EXERCISE BRIEF
In the data below, find each line containing the string "list" and return it.

MATERIAL SHOWN
Segment Open

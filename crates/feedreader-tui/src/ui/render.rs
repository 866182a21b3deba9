use ratatui::{
    layout::{Constraint, Direction, Layout, Rect},
    text::{Line, Span},
    widgets::{Block, Borders, Clear, Paragraph},
    Frame,
};

use feedreader_core::utils::age_display;

use crate::app::{App, AppState, Page};

use super::pages::{api_reference, discover, home, signup};
use super::styles;

pub fn render(frame: &mut Frame, app: &App) {
    let chunks = Layout::default()
        .direction(Direction::Vertical)
        .constraints([
            Constraint::Length(3), // Title bar
            Constraint::Length(3), // Tabs
            Constraint::Min(10),   // Main content
            Constraint::Length(2), // Status bar
        ])
        .split(frame.area());

    render_title_bar(frame, app, chunks[0]);
    render_tabs(frame, app, chunks[1]);
    render_main_content(frame, app, chunks[2]);
    render_status_bar(frame, app, chunks[3]);

    // Render overlays
    if matches!(app.state, AppState::ShowingHelp) {
        render_help_overlay(frame, app);
    }

    if matches!(app.state, AppState::ConfirmingQuit) {
        render_quit_overlay(frame);
    }
}

fn render_title_bar(frame: &mut Frame, app: &App, area: Rect) {
    let title = "  Blog Aggregator";
    let server = format!("{}   [?] Help", app.api.base_url());

    let title_line = Line::from(vec![
        Span::styled(title, styles::title_style()),
        Span::raw(" ".repeat(
            (area.width as usize).saturating_sub(title.len() + server.len() + 4),
        )),
        Span::styled(server, styles::muted_style()),
    ]);

    let block = Block::default()
        .borders(Borders::BOTTOM)
        .border_style(styles::muted_style());

    let paragraph = Paragraph::new(title_line).block(block);
    frame.render_widget(paragraph, area);
}

fn render_tabs(frame: &mut Frame, app: &App, area: Rect) {
    let authenticated = app.is_authenticated();

    // The sign-up page lives on the right, next to the session action
    let main_tabs: Vec<(String, bool)> = app
        .visible_pages()
        .into_iter()
        .filter(|p| *p != Page::SignUp)
        .enumerate()
        .map(|(i, page)| {
            (
                format!("[{}] {}", i + 1, page.title(authenticated)),
                app.current_page == page,
            )
        })
        .collect();

    let mut spans = vec![Span::raw(" ")];
    for (i, (label, selected)) in main_tabs.into_iter().enumerate() {
        if i > 0 {
            spans.push(Span::styled(" | ", styles::muted_style()));
        }
        spans.push(Span::styled(label, styles::tab_style(selected)));
    }

    let session_tabs = if authenticated {
        vec![
            ("[s] Account", app.current_page == Page::SignUp),
            ("[l] Logout", false),
        ]
    } else {
        vec![("[s] Sign Up", app.current_page == Page::SignUp)]
    };

    // Calculate padding to push session tabs to the right
    let main_width: usize = spans.iter().map(|s| s.content.chars().count()).sum();
    let session_width: usize = session_tabs.iter().map(|(l, _)| l.len()).sum::<usize>()
        + (session_tabs.len() - 1) * 3; // " | " separators
    let padding = (area.width as usize).saturating_sub(main_width + session_width + 2);
    spans.push(Span::raw(" ".repeat(padding)));

    for (i, (label, selected)) in session_tabs.into_iter().enumerate() {
        if i > 0 {
            spans.push(Span::styled(" | ", styles::muted_style()));
        }
        spans.push(Span::styled(label, styles::tab_style(selected)));
    }

    let block = Block::default()
        .borders(Borders::BOTTOM)
        .border_style(styles::muted_style());

    let paragraph = Paragraph::new(Line::from(spans)).block(block);
    frame.render_widget(paragraph, area);
}

fn render_main_content(frame: &mut Frame, app: &App, area: Rect) {
    match app.current_page {
        Page::Home => home::render(frame, app, area),
        Page::Discover => discover::render(frame, app, area),
        Page::ApiReference => api_reference::render(frame, app, area),
        Page::SignUp => signup::render(frame, app, area),
    }
}

fn render_status_bar(frame: &mut Frame, app: &App, area: Rect) {
    let shortcuts = "[r]eload | [q]uit";

    let left = match app.toast {
        Some(ref toast) => Span::styled(format!(" {} ", toast.message), styles::toast_style(toast.kind)),
        None => {
            let session = app.session.session();
            let text = match session.credential() {
                Some(credential) => format!(
                    " Signed in {} · key {} ",
                    age_display(session.time_since_acquired()),
                    credential.masked()
                ),
                None if app.session.is_acquiring() => " Creating account... ".to_string(),
                None => " Not signed in ".to_string(),
            };
            Span::styled(text, styles::muted_style())
        }
    };

    let right_text = format!(" {} ", shortcuts);
    let padding_len = (area.width as usize)
        .saturating_sub(left.content.chars().count())
        .saturating_sub(right_text.len());

    let status_line = Line::from(vec![
        left,
        Span::raw(" ".repeat(padding_len)),
        Span::styled(right_text, styles::muted_style()),
    ]);
    let paragraph = Paragraph::new(status_line).style(styles::status_bar_style());
    frame.render_widget(paragraph, area);
}

/// Number keys bound to pages, e.g. "1-4" while signed in
fn page_key_range(page_count: usize) -> String {
    format!("1-{}", page_count)
}

fn help_entry(key: &str, description: &'static str) -> Line<'static> {
    Line::from(vec![
        Span::styled(format!("  {:<10}", key), styles::help_key_style()),
        Span::styled(description, styles::help_desc_style()),
    ])
}

fn render_help_overlay(frame: &mut Frame, app: &App) {
    let version = env!("CARGO_PKG_VERSION");

    let lines = vec![
        Line::from(Span::styled("  Blog Aggregator", styles::title_style())),
        Line::from(Span::styled(format!("  version {}", version), styles::muted_style())),
        Line::from(""),
        Line::from(Span::styled(" Navigation", styles::highlight_style())),
        help_entry(&page_key_range(app.visible_pages().len()), "Switch pages"),
        help_entry("←/→", "Prev/next page"),
        help_entry("↑/↓", "Navigate list"),
        help_entry("PgUp/PgDn", "Scroll list by a page"),
        help_entry("n/p", "Next/prev page of posts"),
        Line::from(""),
        Line::from(Span::styled(" Account", styles::highlight_style())),
        help_entry("s", "Sign up / show API key"),
        help_entry("l", "Log out"),
        Line::from(""),
        Line::from(Span::styled(" Actions", styles::highlight_style())),
        help_entry("r", "Reload current page"),
        help_entry("q", "Quit"),
        Line::from(""),
        key_prompt(&[("Press ", Some("?")), (" or ", Some("Esc")), (" to close", None)]),
    ];

    render_dialog(frame, 52, lines);
}

fn render_quit_overlay(frame: &mut Frame) {
    let lines = vec![
        Line::from(""),
        Line::from(Span::styled("   Quit feedreader?", styles::highlight_style())),
        Line::from(""),
        key_prompt(&[("Press ", Some("[Y]")), (" to quit, ", Some("[N]")), (" to cancel", None)]),
    ];

    render_dialog(frame, 46, lines);
}

/// Muted text interleaved with highlighted key names, indented to the dialog body
fn key_prompt(parts: &[(&'static str, Option<&'static str>)]) -> Line<'static> {
    let mut spans = vec![Span::raw("   ")];
    for (text, key) in parts {
        spans.push(Span::styled(*text, styles::muted_style()));
        if let Some(key) = key {
            spans.push(Span::styled(*key, styles::help_key_style()));
        }
    }
    Line::from(spans)
}

/// Draw `lines` in a bordered box centered on screen, sized to fit them
fn render_dialog(frame: &mut Frame, width: u16, lines: Vec<Line<'static>>) {
    let height = lines.len() as u16 + 2; // borders
    let area = centered_rect_fixed(width, height, frame.area());
    frame.render_widget(Clear, area);

    let block = Block::default()
        .borders(Borders::ALL)
        .border_style(styles::border_style(true));
    frame.render_widget(Paragraph::new(lines).block(block), area);
}

/// Create a centered rectangle with fixed dimensions
fn centered_rect_fixed(width: u16, height: u16, r: Rect) -> Rect {
    let x = r.x + (r.width.saturating_sub(width)) / 2;
    let y = r.y + (r.height.saturating_sub(height)) / 2;
    Rect::new(x, y, width.min(r.width), height.min(r.height))
}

Segment Closed

EXERCISE SOLUTION
        help_entry("↑/↓", "Navigate list"),
        help_entry("PgUp/PgDn", "Scroll list by a page"),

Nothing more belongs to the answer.